He does.
We’ve been discussing this. So I have a piece of software that was designed for researchers to use in capturing something audible and reproducing it in binaural fully calibrated to the individual listener. It has full head tracking and allows you to believably recreate what you would have heard in the room. This module was specially designed to allow A/B comparisons. As you can imagine, actual AB comparisons would be near impossible, so this would be the next best thing.
I would maybe like to head up to Genes and do exactly this. Capture a pair of his speakers in his room with and without these. Then apply the(distortion) of each to tracks for rapid AB comparisons. I think that would be the best and most valid way to objectively test sound quality.
I do have an acoustic accelerometer somewhere around here and numerous very good microphones. We could do a full sweet of measurements. I think the problem however is that these measurements may not tell us much. Let’s say we don’t measure anything. It is completely possible that the benefit these have is related to improvements in transient performance. This may happen in a way that is swamped by reflections in a room. Our brain might tease this out, but the mic wont. This is why we don’t typically measure the transient performance of a speaker in a room. It’s not accurate. The room tends to dominate it.

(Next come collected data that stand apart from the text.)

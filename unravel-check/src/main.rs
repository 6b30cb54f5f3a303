// Unravel Check Tool
// Copyright (c) 2026 The Project Unravel Developers.
//
// This Source Code Form is subject to the terms of the Mozilla Public
// License, v. 2.0. If a copy of the MPL was not distributed with this
// file, You can obtain one at https://mozilla.org/MPL/2.0/.

#![forbid(unsafe_code)]

use std::path::PathBuf;

use unravel_codec_link::LinkDecoder;
use unravel_core::codecs::{DecoderOptions, Limit};
use unravel_core::errors::{Error, Result};

use clap::Parser;
use log::{info, warn};

mod job;

use job::Job;

#[derive(Parser, Debug)]
#[command(name = "Unravel Check", version, about = "Decode a link table job and check the output")]
struct Args {
    /// Verify the link table before decoding
    #[arg(long)]
    verify: bool,

    /// The maximum number of symbols to decode
    #[arg(long, value_name = "N", conflicts_with = "no_limit")]
    limit: Option<usize>,

    /// Do not limit the number of symbols to decode
    #[arg(long)]
    no_limit: bool,

    /// Only print test results
    #[arg(long, short)]
    quiet: bool,

    /// Print the decoded symbols as a JSON array
    #[arg(long)]
    json: bool,

    /// The input job file path
    #[arg(value_name = "INPUT")]
    input: PathBuf,
}

#[derive(Default)]
struct TestResult {
    n_symbols: usize,
    n_failed_symbols: usize,
    first_failure: Option<usize>,
}

fn decoder_options(args: &Args) -> DecoderOptions {
    let limit_symbols = match (args.limit, args.no_limit) {
        (Some(max), _) => Limit::Maximum(max),
        (None, true) => Limit::None,
        (None, false) => Limit::Default,
    };

    DecoderOptions { verify: args.verify, limit_symbols }
}

fn run_test(args: &Args, res: &mut TestResult) -> Result<()> {
    let job = Job::load(&args.input)?;

    info!(
        "job: {} words (budget {}), {} link table entries, {} symbols",
        job.stream.len(),
        job.word_budget,
        job.link_table.len(),
        job.xsz
    );

    let decoder = LinkDecoder::try_new(job.link_table, &decoder_options(args))?;

    let out = decoder.decode(&job.stream, job.word_budget, job.xsz)?;

    res.n_symbols = out.len();

    if args.json {
        println!("{}", serde_json::to_string(&out).map_err(std::io::Error::from)?);
    }
    else if !args.quiet {
        for (i, value) in out.iter().enumerate() {
            println!("[{:0>8}] {}", i, value);
        }
    }

    if let Some(expected) = &job.expected {
        for (i, (value, expected)) in out.iter().zip(expected).enumerate() {
            if value != expected {
                if !args.quiet {
                    warn!("symbol {} decoded as {}, expected {}", i, value, expected);
                }
                res.first_failure.get_or_insert(i);
                res.n_failed_symbols += 1;
            }
        }
    }

    Ok(())
}

fn main() {
    pretty_env_logger::init();

    let args = Args::parse();

    let mut res: TestResult = Default::default();

    if !args.json {
        println!("Input Path: {}", args.input.display());
        println!();
    }

    match run_test(&args, &mut res) {
        Err(Error::OutOfBits { decoded }) => {
            eprintln!("Out of code bits after {} decoded symbols", decoded);
            std::process::exit(2);
        }
        Err(err) => {
            eprintln!("Test interrupted by error: {}", err);
            std::process::exit(2);
        }
        _ => (),
    };

    if args.json {
        std::process::exit(if res.n_failed_symbols == 0 { 0 } else { 1 });
    }

    println!();
    println!("Test Results");
    println!("=================================================");
    println!();
    println!("  Failed/Total Symbols: {:>12}/{:>12}", res.n_failed_symbols, res.n_symbols);

    if let Some(first) = res.first_failure {
        println!("  First Failed Symbol:  {:>12}", first);
    }

    println!();

    let ret = if res.n_failed_symbols == 0 {
        println!("PASS");
        0
    }
    else {
        println!("FAIL");
        1
    };
    println!();

    std::process::exit(ret);
}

what if we measure and we get a frequency response difference in the steady state amplitude measurement? Which one is right? The flatter looking one? I wouldn’t trust such a measurement either way. Again,too much room for error. I can’t think of a good reason that a decoupler would change the amplitude response much. I can think of lots of reasons a change in position or height would.
what about vibrations? What if I show less vibrations being transferred to the floor? As they do. Is that good? Here is the thing, the vibrational energy created by the speaker is fixed. Coupling or decoupling doesn’t change that. If we reduce the transfer to the ground, where did it go? If all you do is decouple, then the energy stays in the speaker until it eventually dissipated as heat. Isn’t the floor a far better place for that to happen. Think of the mass of the floor, the energy in the speaker will do very little to it as compared to the cabinet. So if that’s the goal, I question why. If those feet are actually damping the vibrations out by converting them to thermal energy, then I think they are made wrong for that. A series of steel plates and elastomers would make more sense. Someone already made that. No idea if it works or is desirable but it’s a better way to dissipate energy.
even the idea that you don’t want the vibrations to transfer to the floor bugs me. Why not? You know that research has shown that we perceive the bass of headphones as being 10dB less than for speakers with the same response because we can’t feel the pressure. The tactile piece is huge. So why not let it transfer to the floor.
min any case, I feel like this is a tough thing to talk facts about. I don’t think we have much science to explain what is better and why. I am not aware of any great research on this. My hunch is that this is dealing with the .0001% of sound perfection if at all. There are so many bigger fish to fry.
On the other hand. Nothing wrong with a little audio jewelry. I know some folks who have very nice and expensive speakers. They need their speakers to sit higher by a few inches. This is a nice option. I am sure it at least does no harm.
So take the case I made of a trampoline like suspended wood floor that sends vibrations through the house. If you can minimize those vibrations from occurring, propagating additional distortions in the form of door/knick-nack/other structural noise... is
that not a good thing?
What strikes me most from my experience against that of people on a slab floor is that the slab floor has significantly more mass to accept and dampen the vibration. Plus, it is widely accepted that concrete eats up those bass frequencies, anyway.
I don't propose in my own experience anything beyond the minimizing of some of that conducted energy transference, and in so minimizing that, as I stated above, you could perceive the "tightening" of your bass. I think that is a lazy and horrible way to look at it: there are definitely more precise ways to describe what's happening than resorting to Audioph-oolic lingo.
If asked, I would definitely liken the IsoAcoustic marketing to similar claims from Cable companies. Moreover, you are paying for the part of the product that just looks good, which is fine if it becomes qualified as Audiophile Jewelry With Purpose.
But then, the argument is clearly made through the disagreement generated by Theo’s review that this didn’t live up to the standard we expect from AH.
If isolation and coupling/decoupling are going to become a recommended product or methodology, then it needs to be looked at from outside one manufacturers marketing pitch.
Questions from floor material and home construction to what is happening in a box of sand or with a maple butchers board, how and when to use spikes vs rubber feet or foam pads… and what actually changes, if anything, in the performance of the Speaker all need to be looked at.
Right now though, this reads like magic cable threads extolling the virtues of battery packs or quantum tunneling.